* _WORK INSTRUCTIONS_
Stopping at the line that holds "the flattened text.", repeat the lines below exactly, starting from the very first and including that final line.

* _DATA TO USE_
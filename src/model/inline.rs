//! InlineText - the rich-text alternative backing store
//!
//! Instead of a discrete token array, the formula lives in a flat editable
//! string in which sensor references appear as embedded `@id` mentions and
//! operators as literal characters. Validation reads the flattened text.
//! Elements, for cursor purposes, are the whitespace-separated segments of
//! that text.

use super::sequence::ContentSequence;
use super::token::Token;

/// Inline rich-text formula store
#[derive(Debug, Clone, Default)]
pub struct InlineText {
    text: String,
    cursor: usize,
}

impl InlineText {
    pub fn new() -> Self {
        Self::default()
    }

    /// Seed the surface with existing flattened content
    pub fn with_text(text: impl Into<String>) -> Self {
        let mut inline = Self {
            text: text.into(),
            cursor: 0,
        };
        inline.cursor = inline.len();
        inline
    }

    /// The flattened text content
    pub fn text(&self) -> &str {
        &self.text
    }

    /// Append freeform typed text at the end of the surface
    pub fn push_str(&mut self, text: &str) {
        self.text.push_str(text);
        self.cursor = self.len();
    }

    fn segments(&self) -> Vec<&str> {
        self.text.split_whitespace().collect()
    }

    fn rebuild(&mut self, segments: Vec<String>) {
        self.text = segments.join(" ");
    }
}

impl ContentSequence for InlineText {
    fn len(&self) -> usize {
        self.segments().len()
    }

    fn cursor(&self) -> usize {
        self.cursor
    }

    fn set_cursor(&mut self, position: usize) {
        self.cursor = position.min(self.len());
    }

    fn insert(&mut self, token: Token) {
        let rendered = token.render();
        let mut segments: Vec<String> = self.segments().iter().map(|s| s.to_string()).collect();
        let at = self.cursor.min(segments.len());
        let inserted: Vec<String> = rendered.split_whitespace().map(str::to_string).collect();
        // A free-text token may itself contain spaces; the cursor advances
        // past everything it inserted.
        let count = inserted.len();
        segments.splice(at..at, inserted);
        self.rebuild(segments);
        self.cursor = (at + count).min(self.len());
    }

    fn remove(&mut self, index: usize) {
        let mut segments: Vec<String> = self.segments().iter().map(|s| s.to_string()).collect();
        if index >= segments.len() {
            return;
        }
        segments.remove(index);
        self.rebuild(segments);
        if self.cursor > index {
            self.cursor -= 1;
        }
        self.cursor = self.cursor.min(self.len());
    }

    fn serialize(&self) -> String {
        self.segments().join(" ")
    }
}
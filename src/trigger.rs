//! Trigger detection - decides when `@`/`#` should open a contextual picker
//!
//! [`scan`] inspects the pending-input buffer after an *insertion* and
//! reports whether it contains a live trigger context. Deletions never go
//! through here: `update` handles Backspace separately, so deleting back
//! through a trigger character closes the picker without re-firing
//! detection on the deletion event itself. The IME composition gate lives
//! in `UiState`; callers skip scanning while composition is in progress.

/// Opens the sensor search picker
pub const SENSOR_TRIGGER: char = '@';
/// Opens the operator menu
pub const OPERATOR_TRIGGER: char = '#';

/// Outcome of scanning the pending buffer
#[derive(Debug, Clone, PartialEq, Eq)]
pub enum TriggerDecision {
    /// No live trigger context; the buffer stays as typed
    None,
    /// Open the sensor search
    ///
    /// `pending` is the text before the trigger, which stays committed as
    /// pending plain text; `query` is the residual text after it, handed
    /// to the picker as the initial live search query. The `@` itself is
    /// consumed.
    OpenSensorSearch { pending: String, query: String },
    /// Open the operator menu
    ///
    /// `pending` is the buffer with the `#` control character stripped:
    /// it is never inserted as formula text.
    OpenOperatorMenu { pending: String },
}

/// Scan the pending buffer for an actionable trigger
///
/// A trigger is recognized only when immediately preceded by
/// start-of-input or whitespace, so an email-like string such as
/// `user@example` never misfires. For `@`, the residual query must not
/// itself contain whitespace or another trigger character; such a context
/// counts as already abandoned and reports [`TriggerDecision::None`].
pub fn scan(buffer: &str) -> TriggerDecision {
    if let Some(idx) = rfind_at_boundary(buffer, SENSOR_TRIGGER) {
        let query = &buffer[idx + SENSOR_TRIGGER.len_utf8()..];
        if !query.chars().any(is_context_breaker) {
            return TriggerDecision::OpenSensorSearch {
                pending: buffer[..idx].to_string(),
                query: query.to_string(),
            };
        }
    }

    if let Some(idx) = rfind_at_boundary(buffer, OPERATOR_TRIGGER) {
        let mut pending = String::with_capacity(buffer.len());
        pending.push_str(&buffer[..idx]);
        pending.push_str(&buffer[idx + OPERATOR_TRIGGER.len_utf8()..]);
        return TriggerDecision::OpenOperatorMenu { pending };
    }

    TriggerDecision::None
}

/// Whether a character typed into a live query abandons the session
pub fn is_context_breaker(ch: char) -> bool {
    ch.is_whitespace() || ch == SENSOR_TRIGGER || ch == OPERATOR_TRIGGER
}

/// Byte index of the last occurrence of `trigger` that sits at a valid
/// boundary (start-of-input or right after whitespace)
fn rfind_at_boundary(buffer: &str, trigger: char) -> Option<usize> {
    buffer
        .char_indices()
        .rev()
        .filter(|&(_, c)| c == trigger)
        .map(|(idx, _)| idx)
        .find(|&idx| {
            buffer[..idx]
                .chars()
                .next_back()
                .map_or(true, char::is_whitespace)
        })
}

* _ANSWER TO THE EXERCISE_
filename src/model/inline.rs
//! InlineText - the rich-text alternative backing store
//!
//! Instead of a discrete token array, the formula lives in a flat editable
//! string in which sensor references appear as embedded `@id` mentions and
//! operators as literal characters. Validation reads the flattened text.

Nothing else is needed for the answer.